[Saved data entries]
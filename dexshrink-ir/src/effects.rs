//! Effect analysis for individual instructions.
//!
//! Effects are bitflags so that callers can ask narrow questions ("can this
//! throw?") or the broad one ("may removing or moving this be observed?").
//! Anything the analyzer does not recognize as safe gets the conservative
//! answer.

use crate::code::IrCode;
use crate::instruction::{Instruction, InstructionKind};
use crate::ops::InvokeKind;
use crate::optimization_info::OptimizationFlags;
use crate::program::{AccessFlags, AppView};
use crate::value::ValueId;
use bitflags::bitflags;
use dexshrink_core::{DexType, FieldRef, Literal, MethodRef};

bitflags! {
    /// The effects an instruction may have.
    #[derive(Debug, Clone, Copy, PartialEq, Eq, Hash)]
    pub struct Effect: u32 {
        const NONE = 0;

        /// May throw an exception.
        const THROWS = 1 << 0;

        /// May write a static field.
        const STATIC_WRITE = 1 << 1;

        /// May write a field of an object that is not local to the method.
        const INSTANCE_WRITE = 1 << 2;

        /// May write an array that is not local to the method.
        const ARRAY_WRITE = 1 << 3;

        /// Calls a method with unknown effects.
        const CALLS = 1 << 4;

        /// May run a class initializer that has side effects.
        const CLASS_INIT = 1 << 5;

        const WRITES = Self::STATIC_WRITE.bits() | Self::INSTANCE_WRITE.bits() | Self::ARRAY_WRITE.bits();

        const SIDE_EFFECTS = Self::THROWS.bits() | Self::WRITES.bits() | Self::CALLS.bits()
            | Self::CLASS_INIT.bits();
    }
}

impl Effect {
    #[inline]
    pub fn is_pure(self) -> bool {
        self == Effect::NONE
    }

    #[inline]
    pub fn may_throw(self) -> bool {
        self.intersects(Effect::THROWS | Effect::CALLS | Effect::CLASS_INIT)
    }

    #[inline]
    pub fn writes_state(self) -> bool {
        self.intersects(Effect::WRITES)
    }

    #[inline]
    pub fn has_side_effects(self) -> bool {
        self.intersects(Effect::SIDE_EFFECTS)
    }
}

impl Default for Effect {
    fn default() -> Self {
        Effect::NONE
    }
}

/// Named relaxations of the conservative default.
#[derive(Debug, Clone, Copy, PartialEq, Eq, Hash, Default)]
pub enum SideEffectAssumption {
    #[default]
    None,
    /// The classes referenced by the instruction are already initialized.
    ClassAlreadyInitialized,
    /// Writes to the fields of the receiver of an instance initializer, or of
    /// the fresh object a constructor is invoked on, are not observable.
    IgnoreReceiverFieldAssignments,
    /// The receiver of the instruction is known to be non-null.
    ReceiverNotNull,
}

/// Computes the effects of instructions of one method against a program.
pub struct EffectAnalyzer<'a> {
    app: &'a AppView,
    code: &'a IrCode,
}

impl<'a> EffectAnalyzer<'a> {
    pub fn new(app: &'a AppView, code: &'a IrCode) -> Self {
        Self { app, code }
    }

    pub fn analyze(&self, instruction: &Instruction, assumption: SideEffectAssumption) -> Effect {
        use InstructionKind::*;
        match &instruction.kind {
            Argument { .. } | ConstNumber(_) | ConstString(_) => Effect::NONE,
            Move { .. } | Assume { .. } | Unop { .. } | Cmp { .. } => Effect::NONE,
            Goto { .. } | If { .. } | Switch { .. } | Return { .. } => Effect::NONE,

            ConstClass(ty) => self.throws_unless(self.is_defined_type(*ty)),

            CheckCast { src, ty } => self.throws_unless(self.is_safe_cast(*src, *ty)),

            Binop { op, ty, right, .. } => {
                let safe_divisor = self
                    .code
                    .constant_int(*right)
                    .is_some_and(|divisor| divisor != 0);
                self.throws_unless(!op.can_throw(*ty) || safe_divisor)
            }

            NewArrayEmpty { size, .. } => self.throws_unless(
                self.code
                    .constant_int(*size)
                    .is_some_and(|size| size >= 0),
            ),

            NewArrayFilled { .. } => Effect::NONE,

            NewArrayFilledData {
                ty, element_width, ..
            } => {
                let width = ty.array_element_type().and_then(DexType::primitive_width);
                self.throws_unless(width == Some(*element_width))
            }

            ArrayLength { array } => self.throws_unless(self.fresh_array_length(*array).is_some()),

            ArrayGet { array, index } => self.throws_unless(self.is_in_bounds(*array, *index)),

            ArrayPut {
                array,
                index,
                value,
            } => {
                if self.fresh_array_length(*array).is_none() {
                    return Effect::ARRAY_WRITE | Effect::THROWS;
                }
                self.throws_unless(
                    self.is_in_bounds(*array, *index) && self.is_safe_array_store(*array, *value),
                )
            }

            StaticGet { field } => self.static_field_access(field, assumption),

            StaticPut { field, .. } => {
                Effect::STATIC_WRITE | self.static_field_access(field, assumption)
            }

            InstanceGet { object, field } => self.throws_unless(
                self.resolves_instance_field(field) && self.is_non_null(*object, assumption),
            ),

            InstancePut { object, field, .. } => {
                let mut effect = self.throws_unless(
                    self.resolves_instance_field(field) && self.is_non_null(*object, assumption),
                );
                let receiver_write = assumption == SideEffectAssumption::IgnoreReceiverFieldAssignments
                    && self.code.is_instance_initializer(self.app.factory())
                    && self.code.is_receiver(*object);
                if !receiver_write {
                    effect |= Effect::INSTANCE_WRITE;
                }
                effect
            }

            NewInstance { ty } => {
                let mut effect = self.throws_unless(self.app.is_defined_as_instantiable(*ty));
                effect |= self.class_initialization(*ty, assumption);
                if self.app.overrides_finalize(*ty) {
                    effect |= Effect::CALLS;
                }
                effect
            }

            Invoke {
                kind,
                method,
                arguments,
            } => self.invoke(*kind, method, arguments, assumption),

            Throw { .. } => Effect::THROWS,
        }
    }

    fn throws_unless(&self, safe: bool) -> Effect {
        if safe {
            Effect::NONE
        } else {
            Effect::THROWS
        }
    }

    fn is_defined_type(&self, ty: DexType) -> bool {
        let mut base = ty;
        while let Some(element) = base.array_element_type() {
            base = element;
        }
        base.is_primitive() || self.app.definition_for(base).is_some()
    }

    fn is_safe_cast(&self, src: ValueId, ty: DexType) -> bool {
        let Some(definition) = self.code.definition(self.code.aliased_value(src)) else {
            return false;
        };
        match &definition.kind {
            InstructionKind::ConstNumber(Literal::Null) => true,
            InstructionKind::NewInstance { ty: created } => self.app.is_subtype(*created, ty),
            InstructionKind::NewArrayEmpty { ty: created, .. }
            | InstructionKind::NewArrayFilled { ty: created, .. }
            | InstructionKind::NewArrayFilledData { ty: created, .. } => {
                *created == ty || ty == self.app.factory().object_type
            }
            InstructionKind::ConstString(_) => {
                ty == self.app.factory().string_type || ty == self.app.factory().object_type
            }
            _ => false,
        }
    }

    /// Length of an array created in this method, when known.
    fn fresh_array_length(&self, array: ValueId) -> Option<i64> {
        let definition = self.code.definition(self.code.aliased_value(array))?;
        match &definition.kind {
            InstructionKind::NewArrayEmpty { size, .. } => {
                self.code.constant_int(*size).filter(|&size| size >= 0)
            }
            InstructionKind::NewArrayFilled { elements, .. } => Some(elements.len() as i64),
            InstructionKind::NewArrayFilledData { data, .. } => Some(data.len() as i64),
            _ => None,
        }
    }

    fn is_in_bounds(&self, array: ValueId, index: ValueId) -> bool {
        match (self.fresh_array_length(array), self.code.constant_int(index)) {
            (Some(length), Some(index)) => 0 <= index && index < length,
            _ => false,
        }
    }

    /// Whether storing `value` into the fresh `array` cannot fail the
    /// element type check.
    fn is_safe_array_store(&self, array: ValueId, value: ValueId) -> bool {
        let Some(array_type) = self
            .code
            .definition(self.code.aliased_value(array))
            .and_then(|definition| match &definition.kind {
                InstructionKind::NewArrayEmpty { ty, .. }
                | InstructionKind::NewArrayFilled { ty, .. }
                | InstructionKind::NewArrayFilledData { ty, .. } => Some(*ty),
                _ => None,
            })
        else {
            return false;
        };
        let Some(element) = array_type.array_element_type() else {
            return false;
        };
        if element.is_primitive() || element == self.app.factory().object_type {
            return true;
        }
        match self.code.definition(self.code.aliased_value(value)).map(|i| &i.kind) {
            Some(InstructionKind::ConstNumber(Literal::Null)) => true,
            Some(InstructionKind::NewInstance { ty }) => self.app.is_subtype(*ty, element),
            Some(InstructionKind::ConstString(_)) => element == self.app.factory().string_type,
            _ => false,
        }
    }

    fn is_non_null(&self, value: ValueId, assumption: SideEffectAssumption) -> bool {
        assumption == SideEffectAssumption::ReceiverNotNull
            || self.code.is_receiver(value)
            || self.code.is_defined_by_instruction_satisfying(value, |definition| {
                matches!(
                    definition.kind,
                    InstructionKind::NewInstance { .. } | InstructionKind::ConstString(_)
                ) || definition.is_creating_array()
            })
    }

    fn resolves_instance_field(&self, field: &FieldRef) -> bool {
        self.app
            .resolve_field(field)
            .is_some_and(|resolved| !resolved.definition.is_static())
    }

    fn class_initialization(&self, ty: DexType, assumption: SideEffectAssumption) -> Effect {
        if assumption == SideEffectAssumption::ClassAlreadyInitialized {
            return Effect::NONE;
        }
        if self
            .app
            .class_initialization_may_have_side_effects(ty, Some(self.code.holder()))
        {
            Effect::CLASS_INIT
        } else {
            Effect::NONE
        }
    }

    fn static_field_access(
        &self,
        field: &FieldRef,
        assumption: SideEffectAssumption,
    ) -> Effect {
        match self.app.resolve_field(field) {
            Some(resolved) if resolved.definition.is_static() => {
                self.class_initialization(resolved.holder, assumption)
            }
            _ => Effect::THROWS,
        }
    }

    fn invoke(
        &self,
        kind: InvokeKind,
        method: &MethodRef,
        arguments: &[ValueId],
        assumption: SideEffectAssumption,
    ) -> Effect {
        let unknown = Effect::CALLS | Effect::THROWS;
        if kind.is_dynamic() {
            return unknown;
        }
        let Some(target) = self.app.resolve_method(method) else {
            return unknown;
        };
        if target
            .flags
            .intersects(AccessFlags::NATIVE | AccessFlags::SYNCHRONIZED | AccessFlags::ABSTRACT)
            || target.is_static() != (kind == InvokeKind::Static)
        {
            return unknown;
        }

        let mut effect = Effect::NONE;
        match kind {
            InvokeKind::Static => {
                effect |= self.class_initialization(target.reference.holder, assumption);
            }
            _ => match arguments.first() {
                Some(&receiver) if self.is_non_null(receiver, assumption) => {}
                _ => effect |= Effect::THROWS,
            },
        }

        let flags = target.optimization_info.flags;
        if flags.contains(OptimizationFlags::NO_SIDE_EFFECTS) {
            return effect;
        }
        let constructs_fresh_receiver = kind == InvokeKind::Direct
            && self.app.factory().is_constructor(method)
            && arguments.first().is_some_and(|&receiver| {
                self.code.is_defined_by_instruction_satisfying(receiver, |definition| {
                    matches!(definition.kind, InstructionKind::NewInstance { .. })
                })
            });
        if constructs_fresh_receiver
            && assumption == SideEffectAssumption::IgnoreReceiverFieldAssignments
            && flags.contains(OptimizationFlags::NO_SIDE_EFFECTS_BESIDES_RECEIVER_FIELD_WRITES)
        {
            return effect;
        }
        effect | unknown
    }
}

**Task brief**
Make a tally of the lines in this data that include the string "first", and answer with that tally alone.

**Solution to the exercise**
2